┌─ Records provided

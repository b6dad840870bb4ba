// SPDX-License-Identifier: MIT

//! Performance metric routes.

use crate::error::Result;
use crate::middleware::auth::AuthUser;
use crate::models::PerformanceMetric;
use crate::services::leaderboard::UserStanding;
use crate::services::PerformanceService;
use crate::AppState;
use axum::{
    extract::{Query, State},
    routing::{get, post},
    Extension, Json, Router,
};
use serde::Deserialize;
use std::sync::Arc;

/// Performance routes (require authentication via JWT).
pub fn routes() -> Router<Arc<AppState>> {
    Router::new()
        .route("/api/performance/compute", post(compute_metrics))
        .route("/api/performance/leaderboard", get(get_leaderboard))
}

/// Compute today's performance snapshot from recent journal entries.
async fn compute_metrics(
    State(state): State<Arc<AppState>>,
    Extension(user): Extension<AuthUser>,
) -> Result<Json<PerformanceMetric>> {
    let metric = PerformanceService::new(state.db.clone())
        .compute_metrics(&user.user_id)
        .await?;
    Ok(Json(metric))
}

#[derive(Deserialize)]
struct LeaderboardQuery {
    /// Scope to one school
    school_id: Option<String>,
}

/// Top-20 user leaderboard by latest performance score.
async fn get_leaderboard(
    State(state): State<Arc<AppState>>,
    Query(params): Query<LeaderboardQuery>,
) -> Result<Json<Vec<UserStanding>>> {
    let standings = PerformanceService::new(state.db.clone())
        .get_leaderboard(params.school_id.as_deref())
        .await?;
    Ok(Json(standings))
}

└─

▸ **Task prompt**: Starting from the records above, copy each line where the string "Json" is found.

▸ **Response**:
    Extension, Json, Router,
) -> Result<Json<PerformanceMetric>> {
    Ok(Json(metric))
) -> Result<Json<Vec<UserStanding>>> {
    Ok(Json(standings))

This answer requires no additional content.